Batched cross-shard transaction fee payment

The following is a scheme that allows users to only store ETH for paying transaction fees on one shard, while still being able to send transactions on any shard and pay the required fees for them. This can be incorporated into the protocol intrinsically, or built entirely as a layer-2 system.

On some particular shard, there is a “fee settlement contract” (FSC). Anyone wishing to send transactions must deposit some ETH into the FSC, from where it can be withdrawn with a 7 day delay. On every shard, there is a “fee forwarding contract” (FFC). If someone wishes to pay a fee along with a transaction that they want to send, the following happens:

  1. The transaction execution itself, in lieu of a direct ETH balance transfer, makes a call to the FFC in the same shard, with the fee amount as an argument.
  2. The FFC simply records (i) the fee amount, (ii) the current block producer, which is the presumed recipient of the fees, and (iii) the fee payer.
  3. At the end of every (block | hour | other timespan), it sends a single cross-shard call containing all of the fee records to the FSC. Note that for fees within one block, the recipient of the fees only needs to be specified once; additionally, one can save space by informing the FFC of the index of any specific fee payer address, allowing the FFC to substitute the address (20 bytes) with the fee payer (possibly ~4 bytes). All in all, optimal overhead for the fee is ~8 bytes per transaction.
  4. The FSC processes all of the records, and appropriately increments and decrements the accounts. Note that if an account has a balance D, and there are N shards, it restricts the fees allowed to be paid from each shard to D/N.

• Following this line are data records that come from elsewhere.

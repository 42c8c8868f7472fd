//! High-level gateway API
//!
//! Owns all mutable pipeline state (rate records, mirror cache) and
//! runs one inbound request through admission, mirror resolution,
//! listing fetch and record extraction.

use std::time::{Duration, Instant};

use crate::client::{ClientConfig, ListingClient};
use crate::error::{GatewayError, Result};
use crate::mirror::{DEFAULT_MIRROR_TTL, MirrorCache, ResolveBackend};
use crate::parser::parse_listing;
use crate::rate_gate::{DEFAULT_COOLDOWN, RateGate};
use crate::types::TorrentRecord;

/// Configuration for a [`Gateway`] instance
#[derive(Debug, Clone)]
pub struct GatewayConfig {
    /// Fixed seed address the browser navigates from
    pub seed_url: String,
    /// Lifetime of a resolved mirror address (default: 1 hour)
    pub mirror_ttl: Duration,
    /// Minimum spacing between admitted requests per client (default: 10 s)
    pub cooldown: Duration,
    /// Optional upstream proxy for listing requests
    pub proxy: Option<String>,
    /// Listing request timeout in seconds
    pub timeout_secs: Option<u64>,
}

impl Default for GatewayConfig {
    fn default() -> Self {
        Self {
            seed_url: String::new(),
            mirror_ttl: DEFAULT_MIRROR_TTL,
            cooldown: DEFAULT_COOLDOWN,
            proxy: None,
            timeout_secs: None,
        }
    }
}

/// The scraping gateway
///
/// Generic over the mirror-resolution backend so the heavyweight
/// browser stays out of tests.
pub struct Gateway<B> {
    backend: B,
    rate_gate: RateGate,
    mirror: MirrorCache,
    client: ListingClient,
    seed_url: String,
}

impl<B: ResolveBackend> Gateway<B> {
    /// Create a gateway around a resolution backend
    ///
    /// # Errors
    /// Returns an error if the HTTP client cannot be built (e.g. a
    /// malformed proxy URL).
    pub fn new(backend: B, config: GatewayConfig) -> Result<Self> {
        let client = ListingClient::with_config(ClientConfig {
            timeout_secs: config.timeout_secs,
            proxy: config.proxy,
        })?;

        Ok(Self {
            backend,
            rate_gate: RateGate::new(config.cooldown),
            mirror: MirrorCache::new(config.mirror_ttl),
            client,
            seed_url: config.seed_url,
        })
    }

    /// Run one search request through the whole pipeline
    ///
    /// Admission happens first; a rejected client triggers no resolution
    /// or fetch. An admitted client consumes its cooldown slot even if a
    /// later stage fails.
    ///
    /// # Errors
    /// - [`GatewayError::RateLimited`] inside the cooldown window
    /// - [`GatewayError::Resolution`] when the mirror cannot be resolved
    /// - [`GatewayError::Fetch`] / [`GatewayError::FetchStatus`] on
    ///   listing transport failures
    pub async fn search(
        &self,
        client_id: &str,
        term: &str,
        page: &str,
    ) -> Result<Vec<TorrentRecord>> {
        let now = Instant::now();

        self.rate_gate
            .admit(client_id, now)
            .await
            .map_err(|retry_after| GatewayError::RateLimited { retry_after })?;

        let base_url = self.mirror.base_url(&self.backend, &self.seed_url, now).await?;
        let html = self.client.fetch_listing(&base_url, term, page).await?;
        parse_listing(&html)
    }

    /// The configured cooldown, for surfacing retry hints to callers
    pub fn cooldown(&self) -> Duration {
        self.rate_gate.cooldown()
    }
}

A block proposer can verify fees as follows:

  1. Check that the transaction, when executed, actually sends the message to the FFC
  2. Check that the sender has an account on the FSC
  3. Check that the sender’s account balance is high enough to make the fee payment in the FSC. For full safety, one can do the following calculation. Suppose that an asynchronous call will take less than one FFC call period (this can always be done by simply making the period appropriately long). Suppose the sender’s balance is D, and there are N shards. Suppose P fees have already been registered in the FFC since the last period, and the current transaction’s fee is F. Accept the transaction if D / N - P >= F.

If there are too many transactions for one FSC to be able to handle them, then one can place multiple FSCs in multiple shards. Users would have accounts in one specific FSC, and the transaction paying the fee would specify to the FFC which FSC it goes to.